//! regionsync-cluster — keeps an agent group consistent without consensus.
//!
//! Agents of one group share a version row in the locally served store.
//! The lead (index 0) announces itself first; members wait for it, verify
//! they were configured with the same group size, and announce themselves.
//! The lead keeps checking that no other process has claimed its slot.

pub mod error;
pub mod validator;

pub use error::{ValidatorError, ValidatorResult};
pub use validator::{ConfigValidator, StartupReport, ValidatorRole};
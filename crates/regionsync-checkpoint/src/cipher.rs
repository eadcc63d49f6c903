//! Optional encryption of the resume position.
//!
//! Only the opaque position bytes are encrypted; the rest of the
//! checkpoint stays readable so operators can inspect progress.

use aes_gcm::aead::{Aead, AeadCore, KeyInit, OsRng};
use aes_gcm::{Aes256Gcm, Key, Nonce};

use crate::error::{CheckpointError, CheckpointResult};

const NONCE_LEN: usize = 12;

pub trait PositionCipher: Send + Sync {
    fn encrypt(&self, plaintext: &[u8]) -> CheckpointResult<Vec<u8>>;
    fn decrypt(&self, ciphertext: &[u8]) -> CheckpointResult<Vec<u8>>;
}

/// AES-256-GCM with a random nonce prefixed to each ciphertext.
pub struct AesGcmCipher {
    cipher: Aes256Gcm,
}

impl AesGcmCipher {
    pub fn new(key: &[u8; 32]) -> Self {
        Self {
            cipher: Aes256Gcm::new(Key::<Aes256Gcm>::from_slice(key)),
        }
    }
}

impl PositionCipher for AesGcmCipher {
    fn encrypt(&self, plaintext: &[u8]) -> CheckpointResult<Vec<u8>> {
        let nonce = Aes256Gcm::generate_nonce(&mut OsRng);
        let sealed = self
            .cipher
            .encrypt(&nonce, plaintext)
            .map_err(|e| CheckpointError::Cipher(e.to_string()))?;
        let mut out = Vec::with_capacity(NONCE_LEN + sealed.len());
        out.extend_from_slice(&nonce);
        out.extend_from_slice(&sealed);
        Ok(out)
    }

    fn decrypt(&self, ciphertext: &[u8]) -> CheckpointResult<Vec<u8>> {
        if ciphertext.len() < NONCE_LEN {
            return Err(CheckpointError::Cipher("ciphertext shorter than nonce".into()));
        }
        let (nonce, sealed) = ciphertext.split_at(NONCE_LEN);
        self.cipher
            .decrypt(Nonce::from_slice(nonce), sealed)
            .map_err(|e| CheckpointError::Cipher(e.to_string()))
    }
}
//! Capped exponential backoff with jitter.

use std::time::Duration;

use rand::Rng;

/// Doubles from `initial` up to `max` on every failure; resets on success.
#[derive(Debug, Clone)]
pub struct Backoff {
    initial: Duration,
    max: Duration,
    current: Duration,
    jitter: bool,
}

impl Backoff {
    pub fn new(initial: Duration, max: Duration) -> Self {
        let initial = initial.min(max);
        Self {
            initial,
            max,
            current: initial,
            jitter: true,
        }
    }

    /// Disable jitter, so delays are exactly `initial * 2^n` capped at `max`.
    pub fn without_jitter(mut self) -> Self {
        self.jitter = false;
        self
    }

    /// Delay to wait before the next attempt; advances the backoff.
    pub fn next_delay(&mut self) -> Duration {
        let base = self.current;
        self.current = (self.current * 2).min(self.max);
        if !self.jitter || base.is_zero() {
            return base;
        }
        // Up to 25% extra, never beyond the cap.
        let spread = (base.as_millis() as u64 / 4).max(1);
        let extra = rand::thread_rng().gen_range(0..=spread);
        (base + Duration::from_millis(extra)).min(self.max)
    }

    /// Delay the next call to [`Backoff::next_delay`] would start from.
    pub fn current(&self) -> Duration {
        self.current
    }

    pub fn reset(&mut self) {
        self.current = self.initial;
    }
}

○ ○ ○ ○ ○ ○ ○

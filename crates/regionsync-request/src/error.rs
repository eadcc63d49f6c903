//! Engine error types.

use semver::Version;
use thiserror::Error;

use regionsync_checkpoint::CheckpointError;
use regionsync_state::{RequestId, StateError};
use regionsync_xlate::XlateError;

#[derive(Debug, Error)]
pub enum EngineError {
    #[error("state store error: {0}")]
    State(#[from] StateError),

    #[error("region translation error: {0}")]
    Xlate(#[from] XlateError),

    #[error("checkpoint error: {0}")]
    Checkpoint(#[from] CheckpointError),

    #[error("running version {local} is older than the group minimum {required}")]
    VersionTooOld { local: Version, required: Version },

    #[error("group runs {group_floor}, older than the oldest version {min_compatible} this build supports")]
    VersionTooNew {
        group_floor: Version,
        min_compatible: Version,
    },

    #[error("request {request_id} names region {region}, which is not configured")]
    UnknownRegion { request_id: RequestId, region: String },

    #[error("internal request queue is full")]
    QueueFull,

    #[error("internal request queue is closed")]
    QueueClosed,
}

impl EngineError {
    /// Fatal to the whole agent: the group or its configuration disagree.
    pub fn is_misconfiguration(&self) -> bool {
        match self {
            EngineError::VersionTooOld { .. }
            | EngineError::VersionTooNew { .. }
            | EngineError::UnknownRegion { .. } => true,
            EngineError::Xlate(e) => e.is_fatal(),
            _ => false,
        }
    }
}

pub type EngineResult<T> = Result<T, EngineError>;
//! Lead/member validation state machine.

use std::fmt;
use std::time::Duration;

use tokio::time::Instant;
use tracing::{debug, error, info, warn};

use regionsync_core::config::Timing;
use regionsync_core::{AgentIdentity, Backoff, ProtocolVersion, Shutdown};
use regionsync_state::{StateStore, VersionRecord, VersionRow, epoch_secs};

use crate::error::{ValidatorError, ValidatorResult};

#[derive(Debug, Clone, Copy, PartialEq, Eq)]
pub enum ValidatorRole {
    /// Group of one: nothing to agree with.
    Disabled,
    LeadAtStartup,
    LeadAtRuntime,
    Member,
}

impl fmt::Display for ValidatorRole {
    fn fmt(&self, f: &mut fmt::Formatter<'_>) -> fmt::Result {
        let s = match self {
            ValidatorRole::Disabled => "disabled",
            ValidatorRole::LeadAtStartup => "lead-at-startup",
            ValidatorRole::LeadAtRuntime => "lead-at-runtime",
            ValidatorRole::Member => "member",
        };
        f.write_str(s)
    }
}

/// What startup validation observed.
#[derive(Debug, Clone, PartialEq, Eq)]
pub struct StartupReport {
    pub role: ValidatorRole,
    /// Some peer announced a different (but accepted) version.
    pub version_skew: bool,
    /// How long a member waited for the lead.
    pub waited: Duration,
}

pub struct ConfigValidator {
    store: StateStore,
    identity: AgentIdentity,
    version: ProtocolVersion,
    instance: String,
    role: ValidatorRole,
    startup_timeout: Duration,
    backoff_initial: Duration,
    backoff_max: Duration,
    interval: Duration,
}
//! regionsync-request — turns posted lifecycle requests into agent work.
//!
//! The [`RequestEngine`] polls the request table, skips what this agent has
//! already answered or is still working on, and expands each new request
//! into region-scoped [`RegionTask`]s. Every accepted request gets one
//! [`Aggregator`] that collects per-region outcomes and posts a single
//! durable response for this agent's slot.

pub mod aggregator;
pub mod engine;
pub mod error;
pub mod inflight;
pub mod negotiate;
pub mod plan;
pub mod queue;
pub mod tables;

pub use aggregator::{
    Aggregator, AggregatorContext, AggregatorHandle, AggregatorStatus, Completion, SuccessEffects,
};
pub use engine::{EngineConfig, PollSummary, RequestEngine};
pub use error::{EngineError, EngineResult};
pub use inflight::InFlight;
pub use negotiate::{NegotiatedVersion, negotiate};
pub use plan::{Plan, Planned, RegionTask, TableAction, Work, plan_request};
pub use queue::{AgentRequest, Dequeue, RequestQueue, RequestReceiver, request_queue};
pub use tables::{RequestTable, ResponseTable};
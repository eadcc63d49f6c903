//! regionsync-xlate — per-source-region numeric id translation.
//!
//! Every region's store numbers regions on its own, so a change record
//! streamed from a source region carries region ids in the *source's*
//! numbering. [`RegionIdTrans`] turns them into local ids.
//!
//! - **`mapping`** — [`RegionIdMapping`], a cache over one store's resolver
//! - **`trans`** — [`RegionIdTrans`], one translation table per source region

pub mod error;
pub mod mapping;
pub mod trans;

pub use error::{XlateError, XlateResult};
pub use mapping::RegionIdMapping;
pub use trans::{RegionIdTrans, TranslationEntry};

○ ○ ○ ○ ○ ○ ○

■ Work instruction:
Among the lines above, please find those with "RegionIdTrans" and copy them.

■ Result of the task:
//! numbering. [`RegionIdTrans`] turns them into local ids.
//! - **`trans`** — [`RegionIdTrans`], one translation table per source region
pub use trans::{RegionIdTrans, TranslationEntry};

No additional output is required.